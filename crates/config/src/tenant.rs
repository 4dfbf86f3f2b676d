//! Per-tenant policy configuration: enabled models, system prompts,
//! role policies, and rate/token limits.

use serde::{Deserialize, Serialize};
use std::collections::HashMap;

use crate::{ConfigError, DefaultsConfig};

/// Role name that applies to every principal in a tenant.
pub const EVERYONE_ROLE: &str = "@everyone";

/// Configuration for a single tenant.
#[derive(Debug, Clone, Serialize, Deserialize)]
pub struct TenantConfig {
    pub id: String,

    #[serde(default)]
    pub name: String,

    /// Models enabled in this tenant, as `provider/model` references
    #[serde(default)]
    pub enabled_models: Vec<String>,

    #[serde(default)]
    pub default_model: String,

    /// Name of the system prompt used when none is requested
    #[serde(default, skip_serializing_if = "Option::is_none")]
    pub default_system_prompt: Option<String>,

    /// Override of `defaults.max_context_tokens`
    #[serde(default, skip_serializing_if = "Option::is_none")]
    pub max_context_tokens: Option<usize>,

    #[serde(default)]
    pub system_prompts: Vec<SystemPrompt>,

    #[serde(default)]
    pub rbac: RbacConfig,

    #[serde(default)]
    pub rate_limits: RateLimitsConfig,

    #[serde(default)]
    pub token_limits: TokenLimitsConfig,
}

/// A named system prompt template.
#[derive(Debug, Clone, Serialize, Deserialize)]
pub struct SystemPrompt {
    pub name: String,
    pub content: String,
    #[serde(default)]
    pub default: bool,
}

#[derive(Debug, Clone, Default, Serialize, Deserialize)]
pub struct RbacConfig {
    /// Role policies, evaluated in order
    #[serde(default)]
    pub roles: Vec<RoleConfig>,
}

/// Permissions and model access granted by one role.
#[derive(Debug, Clone, Serialize, Deserialize)]
pub struct RoleConfig {
    /// Role identifier, or `@everyone`
    pub role: String,

    #[serde(default)]
    pub permissions: Vec<String>,

    /// Exact refs, `provider/*`, or `*`
    #[serde(default)]
    pub allowed_models: Vec<String>,
}

#[derive(Debug, Clone, Default, Serialize, Deserialize)]
pub struct RateLimitsConfig {
    #[serde(default)]
    pub default: RateLimit,

    /// Per-role overrides keyed by role identifier
    #[serde(default, skip_serializing_if = "HashMap::is_empty")]
    pub roles: HashMap<String, RateLimit>,
}

/// Request-rate limits. Zero means unlimited for that window.
#[derive(Debug, Clone, Copy, Default, PartialEq, Eq, Serialize, Deserialize)]
pub struct RateLimit {
    #[serde(default)]
    pub requests_per_minute: u64,
    #[serde(default)]
    pub requests_per_hour: u64,
}

impl RateLimit {
    pub fn is_unlimited(&self) -> bool {
        self.requests_per_minute == 0 && self.requests_per_hour == 0
    }
}

#[derive(Debug, Clone, Default, Serialize, Deserialize)]
pub struct TokenLimitsConfig {
    #[serde(default)]
    pub default: TokenLimit,

    #[serde(default, skip_serializing_if = "HashMap::is_empty")]
    pub roles: HashMap<String, TokenLimit>,
}

/// Token budget per fixed period. Zero tokens means unlimited.
#[derive(Debug, Clone, Copy, PartialEq, Eq, Serialize, Deserialize)]
pub struct TokenLimit {
    #[serde(default)]
    pub bypass: bool,
    #[serde(default)]
    pub tokens_per_period: u64,
    #[serde(default = "default_period_hours")]
    pub period_hours: u64,
}

/// Longest accepted token period: ten years.
pub const MAX_PERIOD_HOURS: u64 = 24 * 366 * 10;

fn default_period_hours() -> u64 {
    24
}

impl Default for TokenLimit {
    fn default() -> Self {
        Self {
            bypass: false,
            tokens_per_period: 0,
            period_hours: default_period_hours(),
        }
    }
}

impl TokenLimit {
    pub fn bypassed() -> Self {
        Self {
            bypass: true,
            ..Self::default()
        }
    }

    /// Period length in seconds, clamped to `1..=MAX_PERIOD_HOURS` hours.
    pub fn period_secs(&self) -> u64 {
        self.period_hours.clamp(1, MAX_PERIOD_HOURS) * 3600
    }

    /// Whether the ledger must consult the store at all.
    pub fn is_enforced(&self) -> bool {
        !self.bypass && self.tokens_per_period > 0
    }
}

impl TenantConfig {
    /// Effective context window for this tenant.
    pub fn max_context_tokens(&self, defaults: &DefaultsConfig) -> usize {
        self.max_context_tokens
            .unwrap_or(defaults.max_context_tokens)
    }

    /// The default system prompt.
    ///
    /// Resolution order: the explicitly named default, the first prompt
    /// flagged `default = true`, then the first prompt.
    pub fn default_system_prompt(&self) -> Result<&str, ConfigError> {
        if let Some(name) = &self.default_system_prompt {
            return self.system_prompt(name);
        }

        self.system_prompts
            .iter()
            .find(|p| p.default)
            .or_else(|| self.system_prompts.first())
            .map(|p| p.content.as_str())
            .ok_or_else(|| {
                ConfigError::ValidationError(format!(
                    "tenant {} has no system prompts configured",
                    self.id
                ))
            })
    }

    /// Look up a system prompt by name.
    pub fn system_prompt(&self, name: &str) -> Result<&str, ConfigError> {
        self.system_prompts
            .iter()
            .find(|p| p.name == name)
            .map(|p| p.content.as_str())
            .ok_or_else(|| {
                ConfigError::ValidationError(format!(
                    "system prompt '{name}' not found in tenant {}",
                    self.id
                ))
            })
    }

    pub(crate) fn validate(&self, index: usize, known_models: &[String]) -> Result<(), ConfigError> {
        let err = |msg: String| Err(ConfigError::ValidationError(msg));

        if self.id.is_empty() {
            return err(format!("tenants[{index}].id is required"));
        }
        if self.enabled_models.is_empty() {
            return err(format!("tenants[{index}].enabled_models is required"));
        }
        if self.default_model.is_empty() {
            return err(format!("tenants[{index}].default_model is required"));
        }
        if let Some(unknown) = self
            .enabled_models
            .iter()
            .find(|m| !known_models.contains(m))
        {
            return err(format!(
                "tenants[{index}].enabled_models references unknown model: {unknown}"
            ));
        }
        if !self.enabled_models.contains(&self.default_model) {
            return err(format!(
                "tenants[{index}].default_model must be in enabled_models"
            ));
        }
        if self.system_prompts.is_empty() {
            return err(format!("tenants[{index}] must have at least one system prompt"));
        }
        if let Some(name) = &self.default_system_prompt {
            self.system_prompt(name)?;
        }
        if self.rbac.roles.is_empty() {
            return err(format!("tenants[{index}].rbac.roles is required"));
        }

        let token_limits = std::iter::once(&self.token_limits.default)
            .chain(self.token_limits.roles.values());
        for limit in token_limits {
            if limit.tokens_per_period > 0 && limit.period_hours == 0 {
                return err(format!(
                    "tenants[{index}] token limit with tokens_per_period > 0 needs period_hours > 0"
                ));
            }
            if limit.period_hours > MAX_PERIOD_HOURS {
                return err(format!(
                    "tenants[{index}] token limit period_hours exceeds {MAX_PERIOD_HOURS}"
                ));
            }
        }

        Ok(())
    }
}

#[cfg(test)]
mod tests {
    use super::*;

    fn prompt(name: &str, default: bool) -> SystemPrompt {
        SystemPrompt {
            name: name.into(),
            content: format!("You are {name}."),
            default,
        }
    }

    fn tenant(prompts: Vec<SystemPrompt>) -> TenantConfig {
        TenantConfig {
            id: "guild-1".into(),
            name: "Test".into(),
            enabled_models: vec!["ollama/llama3.2".into()],
            default_model: "ollama/llama3.2".into(),
            default_system_prompt: None,
            max_context_tokens: None,
            system_prompts: prompts,
            rbac: RbacConfig {
                roles: vec![RoleConfig {
                    role: EVERYONE_ROLE.into(),
                    permissions: vec!["use_models".into()],
                    allowed_models: vec!["*".into()],
                }],
            },
            rate_limits: RateLimitsConfig::default(),
            token_limits: TokenLimitsConfig::default(),
        }
    }

    #[test]
    fn flagged_default_prompt_wins_over_first() {
        let t = tenant(vec![prompt("plain", false), prompt("coder", true)]);
        assert_eq!(t.default_system_prompt().unwrap(), "You are coder.");
    }

    #[test]
    fn named_default_prompt_wins_over_flag() {
        let mut t = tenant(vec![prompt("plain", false), prompt("coder", true)]);
        t.default_system_prompt = Some("plain".into());
        assert_eq!(t.default_system_prompt().unwrap(), "You are plain.");
    }

    #[test]
    fn first_prompt_is_fallback() {
        let t = tenant(vec![prompt("plain", false), prompt("coder", false)]);
        assert_eq!(t.default_system_prompt().unwrap(), "You are plain.");
    }

    #[test]
    fn missing_named_prompt_is_error() {
        let t = tenant(vec![prompt("plain", false)]);
        assert!(t.system_prompt("pirate").is_err());
    }

    #[test]
    fn context_override_falls_back_to_defaults() {
        let mut t = tenant(vec![prompt("plain", true)]);
        let defaults = DefaultsConfig::default();
        assert_eq!(t.max_context_tokens(&defaults), defaults.max_context_tokens);
        t.max_context_tokens = Some(8192);
        assert_eq!(t.max_context_tokens(&defaults), 8192);
    }

    #[test]
    fn token_limit_defaults_and_period() {
        let limit = TokenLimit::default();
        assert_eq!(limit.period_hours, 24);
        assert_eq!(limit.period_secs(), 86_400);
        assert!(!limit.is_enforced());

        let zero_period = TokenLimit {
            bypass: false,
            tokens_per_period: 10,
            period_hours: 0,
        };
        assert_eq!(zero_period.period_secs(), 3600);
        assert!(!TokenLimit::bypassed().is_enforced());

        let huge_period = TokenLimit {
            period_hours: u64::MAX,
            ..zero_period
        };
        assert_eq!(huge_period.period_secs(), MAX_PERIOD_HOURS * 3600);
    }

    #[test]
    fn unknown_enabled_model_rejected() {
        let t = tenant(vec![prompt("plain", true)]);
        let err = t.validate(0, &["openai/gpt-4o".to_string()]).unwrap_err();
        assert!(err.to_string().contains("unknown model"));
        assert!(t.validate(0, &["ollama/llama3.2".to_string()]).is_ok());
    }

    #[test]
    fn zero_period_with_limit_rejected() {
        let mut t = tenant(vec![prompt("plain", true)]);
        t.token_limits.default = TokenLimit {
            bypass: false,
            tokens_per_period: 1000,
            period_hours: 0,
        };
        assert!(t.validate(0, &["ollama/llama3.2".to_string()]).is_err());
    }

    #[test]
    fn oversized_period_rejected() {
        let mut t = tenant(vec![prompt("plain", true)]);
        t.token_limits.roles.insert(
            "pro".into(),
            TokenLimit {
                bypass: false,
                tokens_per_period: 1000,
                period_hours: u64::MAX,
            },
        );
        let err = t.validate(0, &["ollama/llama3.2".to_string()]).unwrap_err();
        assert!(err.to_string().contains("period_hours"));
    }
}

__REQUIREMENT__.
Here the output must be the lines above from the line with "pub struct TenantConfig" to the line with "evaluated in order", both included, duplicated word for word and nothing else.

__ANSWER BELOW__.
pub struct TenantConfig {
    pub id: String,

    #[serde(default)]
    pub name: String,

    /// Models enabled in this tenant, as `provider/model` references
    #[serde(default)]
    pub enabled_models: Vec<String>,

    #[serde(default)]
    pub default_model: String,

    /// Name of the system prompt used when none is requested
    #[serde(default, skip_serializing_if = "Option::is_none")]
    pub default_system_prompt: Option<String>,

    /// Override of `defaults.max_context_tokens`
    #[serde(default, skip_serializing_if = "Option::is_none")]
    pub max_context_tokens: Option<usize>,

    #[serde(default)]
    pub system_prompts: Vec<SystemPrompt>,

    #[serde(default)]
    pub rbac: RbacConfig,

    #[serde(default)]
    pub rate_limits: RateLimitsConfig,

    #[serde(default)]
    pub token_limits: TokenLimitsConfig,
}

/// A named system prompt template.
#[derive(Debug, Clone, Serialize, Deserialize)]
pub struct SystemPrompt {
    pub name: String,
    pub content: String,
    #[serde(default)]
    pub default: bool,
}

#[derive(Debug, Clone, Default, Serialize, Deserialize)]
pub struct RbacConfig {
    /// Role policies, evaluated in order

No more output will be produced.